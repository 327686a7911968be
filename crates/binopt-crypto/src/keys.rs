//! secp256k1 keys, Ethereum-style signing and address recovery

use crate::hash::keccak256;
use crate::{CryptoError, CryptoResult};
use binopt_types::{Address, EcdsaSignature};
use k256::ecdsa::{RecoveryId, Signature, SigningKey, VerifyingKey};
use k256::elliptic_curve::sec1::ToEncodedPoint as _;

/// A secp256k1 signing key with a cached EVM address
///
/// Used for users, one-click keys and publishers alike.
#[derive(Clone)]
pub struct Signer {
    key: SigningKey,
    address: Address,
}

impl Signer {
    /// Create from 32 bytes of secret key material
    pub fn from_bytes(secret: &[u8; 32]) -> CryptoResult<Self> {
        let key = SigningKey::from_bytes(secret.into())
            .map_err(|e| CryptoError::InvalidKeyFormat(e.to_string()))?;
        Ok(Self::from_key(key))
    }

    /// Parse a hex-encoded private key (with or without `0x`)
    pub fn from_hex(secret: &str) -> CryptoResult<Self> {
        let secret = secret.strip_prefix("0x").unwrap_or(secret);
        let bytes = hex::decode(secret).map_err(|e| CryptoError::InvalidKeyFormat(e.to_string()))?;
        let array: [u8; 32] = bytes
            .as_slice()
            .try_into()
            .map_err(|_| CryptoError::InvalidKeyFormat(format!("expected 32 bytes, got {}", bytes.len())))?;
        Self::from_bytes(&array)
    }

    /// Generate a fresh random key
    pub fn random() -> Self {
        Self::from_key(SigningKey::random(&mut rand::rngs::OsRng))
    }

    /// Deterministic key for a label (stable test and demo identities)
    pub fn from_label(label: &str) -> CryptoResult<Self> {
        let seed = blake3::derive_key("binopt deterministic secp256k1 key v1", label.as_bytes());
        Self::from_bytes(&seed)
    }

    fn from_key(key: SigningKey) -> Self {
        let address = address_from_verifying_key(key.verifying_key());
        Self { key, address }
    }

    pub fn address(&self) -> Address {
        self.address
    }

    /// Sign a 32-byte digest, returning `r || s || v` with `v` in {27, 28}
    pub fn sign_digest(&self, digest: &[u8; 32]) -> CryptoResult<EcdsaSignature> {
        let (sig, recovery_id) = self
            .key
            .sign_prehash_recoverable(digest)
            .map_err(|e| CryptoError::SigningFailed(e.to_string()))?;

        let mut out = [0u8; 65];
        out[..64].copy_from_slice(&sig.to_bytes());
        out[64] = recovery_id.to_byte() + 27;
        Ok(EcdsaSignature(out))
    }
}

impl std::fmt::Debug for Signer {
    fn fmt(&self, f: &mut std::fmt::Formatter<'_>) -> std::fmt::Result {
        f.debug_struct("Signer").field("address", &self.address).finish()
    }
}

/// EVM address of a public key: `keccak256(uncompressed_pubkey[1..])[12..]`
pub fn address_from_verifying_key(key: &VerifyingKey) -> Address {
    let encoded = key.to_encoded_point(false);
    let hash = keccak256(&encoded.as_bytes()[1..]);
    let mut out = [0u8; 20];
    out.copy_from_slice(&hash[12..]);
    Address(out)
}

/// Recover the address that produced `signature` over `digest`
///
/// Accepts `v` as 27/28 or as a raw recovery id 0/1.
pub fn recover_address(digest: &[u8; 32], signature: &EcdsaSignature) -> CryptoResult<Address> {
    let v = signature.v();
    let recovery_byte = if v >= 27 { v - 27 } else { v };
    let recovery_id =
        RecoveryId::from_byte(recovery_byte).ok_or(CryptoError::InvalidRecoveryId(v))?;
    let sig = Signature::from_slice(&signature.as_bytes()[..64])
        .map_err(|e| CryptoError::RecoveryFailed(e.to_string()))?;
    let key = VerifyingKey::recover_from_prehash(digest, &sig, recovery_id)
        .map_err(|e| CryptoError::RecoveryFailed(e.to_string()))?;
    Ok(address_from_verifying_key(&key))
}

== == ==

WHAT THE TASK REQUIRES -
Each entry needs to be given again exactly as it stands.

SOLUTION TO THE EXERCISE -
repository 327686a7911968be
filename crates/binopt-crypto/src/keys.rs
//! secp256k1 keys, Ethereum-style signing and address recovery

use crate::hash::keccak256;
use crate::{CryptoError, CryptoResult};
use binopt_types::{Address, EcdsaSignature};
use k256::ecdsa::{RecoveryId, Signature, SigningKey, VerifyingKey};
use k256::elliptic_curve::sec1::ToEncodedPoint as _;

/// A secp256k1 signing key with a cached EVM address
///
/// Used for users, one-click keys and publishers alike.
#[derive(Clone)]
pub struct Signer {
    key: SigningKey,
    address: Address,
}

impl Signer {
    /// Create from 32 bytes of secret key material
    pub fn from_bytes(secret: &[u8; 32]) -> CryptoResult<Self> {
        let key = SigningKey::from_bytes(secret.into())
            .map_err(|e| CryptoError::InvalidKeyFormat(e.to_string()))?;
        Ok(Self::from_key(key))
    }

    /// Parse a hex-encoded private key (with or without `0x`)
    pub fn from_hex(secret: &str) -> CryptoResult<Self> {
        let secret = secret.strip_prefix("0x").unwrap_or(secret);
        let bytes = hex::decode(secret).map_err(|e| CryptoError::InvalidKeyFormat(e.to_string()))?;
        let array: [u8; 32] = bytes
            .as_slice()
            .try_into()
            .map_err(|_| CryptoError::InvalidKeyFormat(format!("expected 32 bytes, got {}", bytes.len())))?;
        Self::from_bytes(&array)
    }

    /// Generate a fresh random key
    pub fn random() -> Self {
        Self::from_key(SigningKey::random(&mut rand::rngs::OsRng))
    }

    /// Deterministic key for a label (stable test and demo identities)
    pub fn from_label(label: &str) -> CryptoResult<Self> {
        let seed = blake3::derive_key("binopt deterministic secp256k1 key v1", label.as_bytes());
        Self::from_bytes(&seed)
    }

    fn from_key(key: SigningKey) -> Self {
        let address = address_from_verifying_key(key.verifying_key());
        Self { key, address }
    }

    pub fn address(&self) -> Address {
        self.address
    }

    /// Sign a 32-byte digest, returning `r || s || v` with `v` in {27, 28}
    pub fn sign_digest(&self, digest: &[u8; 32]) -> CryptoResult<EcdsaSignature> {
        let (sig, recovery_id) = self
            .key
            .sign_prehash_recoverable(digest)
            .map_err(|e| CryptoError::SigningFailed(e.to_string()))?;

        let mut out = [0u8; 65];
        out[..64].copy_from_slice(&sig.to_bytes());
        out[64] = recovery_id.to_byte() + 27;
        Ok(EcdsaSignature(out))
    }
}

impl std::fmt::Debug for Signer {
    fn fmt(&self, f: &mut std::fmt::Formatter<'_>) -> std::fmt::Result {
        f.debug_struct("Signer").field("address", &self.address).finish()
    }
}

/// EVM address of a public key: `keccak256(uncompressed_pubkey[1..])[12..]`
pub fn address_from_verifying_key(key: &VerifyingKey) -> Address {
    let encoded = key.to_encoded_point(false);
    let hash = keccak256(&encoded.as_bytes()[1..]);
    let mut out = [0u8; 20];
    out.copy_from_slice(&hash[12..]);
    Address(out)
}

/// Recover the address that produced `signature` over `digest`
///
/// Accepts `v` as 27/28 or as a raw recovery id 0/1.
pub fn recover_address(digest: &[u8; 32], signature: &EcdsaSignature) -> CryptoResult<Address> {
    let v = signature.v();
    let recovery_byte = if v >= 27 { v - 27 } else { v };
    let recovery_id =
        RecoveryId::from_byte(recovery_byte).ok_or(CryptoError::InvalidRecoveryId(v))?;
    let sig = Signature::from_slice(&signature.as_bytes()[..64])
        .map_err(|e| CryptoError::RecoveryFailed(e.to_string()))?;
    let key = VerifyingKey::recover_from_prehash(digest, &sig, recovery_id)
        .map_err(|e| CryptoError::RecoveryFailed(e.to_string()))?;
    Ok(address_from_verifying_key(&key))
}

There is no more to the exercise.